Saved data entries:
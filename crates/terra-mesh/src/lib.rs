//! Terrain meshing: flattens an LOD quadtree into a quad vertex buffer.

pub mod builder;
pub mod renderer;
pub mod vertex;
pub mod vertex_format;

pub use builder::{HEIGHT_BASE, HEIGHT_SCALE, MeshBuilder, TerrainMesh, height_from_sample};
pub use renderer::TerrainRenderer;
pub use vertex::TerrainVertex;
pub use vertex_format::{
    TERRAIN_VERTEX_ATTRIBUTES, TERRAIN_VERTEX_LAYOUT, terrain_vertex_buffer_layout,
};
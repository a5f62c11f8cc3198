//! Flattens a [`QuadTree`] into a quad vertex buffer.
//!
//! Every leaf becomes four vertices (top-left, top-right, bottom-left,
//! bottom-right) written in NW, NE, SW, SE depth-first order. The buffer is
//! sized from the tree's leaf count, which only exists once the tree is
//! built, so it can never be too small.

use glam::{Vec2, Vec3};
use terra_heightmap::HeightSampler;
use terra_lod::{NodeId, QuadTree, TerrainConfig};

use crate::TerrainVertex;

/// Height of an elevation sample of 0.
pub const HEIGHT_BASE: f32 = 1.5;

/// Height added by an elevation sample of 255.
pub const HEIGHT_SCALE: f32 = 1.5;

/// Map an 8-bit elevation into world height, `1.5..=3.0`.
pub fn height_from_sample(value: u8) -> f32 {
    value as f32 / 255.0 * HEIGHT_SCALE + HEIGHT_BASE
}

/// Vertices of one frame's terrain.
#[derive(Clone, Debug, Default, PartialEq)]
pub struct TerrainMesh {
    /// Quads as consecutive groups of four vertices.
    pub vertices: Vec<TerrainVertex>,
}

impl TerrainMesh {
    /// Four per quad.
    pub fn vertex_count(&self) -> usize {
        self.vertices.len()
    }

    /// Each group of four vertices is one quad.
    pub fn quad_count(&self) -> usize {
        self.vertices.len() / 4
    }

    /// The vertex buffer as raw bytes for upload.
    pub fn as_bytes(&self) -> &[u8] {
        bytemuck::cast_slice(&self.vertices)
    }

    /// Two counter-clockwise triangles per quad, for pipelines without quad
    /// primitives.
    pub fn triangle_indices(&self) -> Vec<u32> {
        (0..self.quad_count() as u32)
            .flat_map(|quad| {
                let base = quad * 4;
                [base, base + 2, base + 1, base + 1, base + 2, base + 3]
            })
            .collect()
    }
}

/// Walks quadtrees and writes their leaves as terrain vertices.
pub struct MeshBuilder<'a> {
    config: &'a TerrainConfig,
    sampler: &'a dyn HeightSampler,
}

impl<'a> MeshBuilder<'a> {
    /// Builder for terrain described by `config`, with heights read from
    /// `sampler`.
    pub fn new(config: &'a TerrainConfig, sampler: &'a dyn HeightSampler) -> Self {
        Self { config, sampler }
    }

    /// Mesh `tree` into a freshly allocated buffer.
    pub fn build(&self, tree: &QuadTree) -> TerrainMesh {
        let mut vertices = Vec::new();
        self.fill(tree, &mut vertices);
        TerrainMesh { vertices }
    }

    /// Mesh `tree` into `buffer`, replacing its contents but reusing its
    /// allocation.
    pub fn fill(&self, tree: &QuadTree, buffer: &mut Vec<TerrainVertex>) {
        buffer.clear();
        buffer.resize(tree.leaf_count() * 4, TerrainVertex::default());

        if let Some(root) = tree.root() {
            let written = self.traverse(tree, root, buffer, 0);
            assert_eq!(
                written,
                buffer.len(),
                "leaf count disagrees with the tree's leaves"
            );
        }
        tracing::trace!(vertices = buffer.len(), "meshed quadtree");
    }

    /// Write the subtree under `node` starting at `write_index`; returns the
    /// index after the last vertex written.
    ///
    /// # Panics
    ///
    /// Panics if `buffer` is shorter than four vertices per leaf below `node`.
    pub fn traverse(
        &self,
        tree: &QuadTree,
        node: NodeId,
        buffer: &mut [TerrainVertex],
        write_index: usize,
    ) -> usize {
        let quad = tree.node(node);
        match quad.children {
            Some(children) => children
                .into_iter()
                .fold(write_index, |index, child| {
                    self.traverse(tree, child, buffer, index)
                }),
            None => {
                let corners = quad.patch.corners();
                let uvs = quad.tex.corners();
                for (slot, (corner, uv)) in buffer[write_index..write_index + 4]
                    .iter_mut()
                    .zip(corners.into_iter().zip(uvs))
                {
                    *slot = TerrainVertex::new(self.lift(corner), uv);
                }
                write_index + 4
            }
        }
    }

    /// World height under `point`.
    ///
    /// The point's distance from the terrain's top-left corner, as a fraction
    /// of the terrain size, picks the heightmap pixel; indices outside the map
    /// are clamped to its edge.
    pub fn height_at(&self, point: Vec2) -> f32 {
        let origin = self.config.origin();
        let fraction = Vec2::new(
            (origin.x - point.x).abs() / self.config.width(),
            (origin.y - point.y).abs() / self.config.height(),
        );
        let u = pixel_index(self.sampler.width(), fraction.x);
        let v = pixel_index(self.sampler.height(), fraction.y);
        height_from_sample(self.sampler.sample(u, v))
    }

    /// World position of `point` lifted onto the terrain.
    pub fn lift(&self, point: Vec2) -> Vec3 {
        point.extend(self.height_at(point))
    }
}

fn pixel_index(size: u32, fraction: f32) -> u32 {
    let last = size.saturating_sub(1) as i64;
    ((size as f32 * fraction) as i64).clamp(0, last) as u32
}
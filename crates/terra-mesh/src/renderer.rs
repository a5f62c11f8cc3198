//! Seam between meshing and whatever draws the terrain.

use crate::TerrainVertex;

/// Consumes one frame's terrain vertices.
///
/// Vertices arrive as independent quads: each consecutive group of four is
/// top-left, top-right, bottom-left, bottom-right of one patch.
pub trait TerrainRenderer {
    fn draw_quads(&mut self, vertices: &[TerrainVertex]);
}

impl<R: TerrainRenderer + ?Sized> TerrainRenderer for &mut R {
    fn draw_quads(&mut self, vertices: &[TerrainVertex]) {
        (**self).draw_quads(vertices);
    }
}
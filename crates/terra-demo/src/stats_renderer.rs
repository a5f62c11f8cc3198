//! Headless renderer that only measures what it is asked to draw.

use terra_mesh::{TerrainRenderer, TerrainVertex};

/// Accumulates quad counts and the height range across frames.
#[derive(Clone, Debug, Default)]
pub struct StatsRenderer {
    pub frames: u64,
    pub quads: u64,
    pub max_quads: usize,
    pub min_height: Option<f32>,
    pub max_height: Option<f32>,
}

impl StatsRenderer {
    /// Mean quads per frame, zero before the first frame.
    pub fn mean_quads(&self) -> f64 {
        if self.frames == 0 {
            0.0
        } else {
            self.quads as f64 / self.frames as f64
        }
    }
}

impl TerrainRenderer for StatsRenderer {
    fn draw_quads(&mut self, vertices: &[TerrainVertex]) {
        let quads = vertices.len() / 4;
        self.frames += 1;
        self.quads += quads as u64;
        self.max_quads = self.max_quads.max(quads);

        for height in vertices.iter().map(TerrainVertex::height) {
            self.min_height = Some(self.min_height.map_or(height, |h| h.min(height)));
            self.max_height = Some(self.max_height.map_or(height, |h| h.max(height)));
        }
    }
}

#[cfg(test)]
mod tests {
    use super::*;
    use glam::{Vec2, Vec3};

    fn quad(height: f32) -> [TerrainVertex; 4] {
        [TerrainVertex::new(Vec3::new(0.0, 0.0, height), Vec2::ZERO); 4]
    }

    #[test]
    fn test_accumulates_across_frames() {
        let mut renderer = StatsRenderer::default();
        renderer.draw_quads(&quad(1.5));
        let two: Vec<_> = quad(2.0).into_iter().chain(quad(3.0)).collect();
        renderer.draw_quads(&two);

        assert_eq!(renderer.frames, 2);
        assert_eq!(renderer.quads, 3);
        assert_eq!(renderer.max_quads, 2);
        assert_eq!(renderer.min_height, Some(1.5));
        assert_eq!(renderer.max_height, Some(3.0));
        assert_eq!(renderer.mean_quads(), 1.5);
    }

    #[test]
    fn test_empty_renderer() {
        let renderer = StatsRenderer::default();
        assert_eq!(renderer.mean_quads(), 0.0);
        assert!(renderer.min_height.is_none());
    }
}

▶ **What is needed**
Wherever the string "StatsRenderer" appears in a line of the records, copy that line.

▶ **Response**
pub struct StatsRenderer {
impl StatsRenderer {
impl TerrainRenderer for StatsRenderer {
        let mut renderer = StatsRenderer::default();
        let renderer = StatsRenderer::default();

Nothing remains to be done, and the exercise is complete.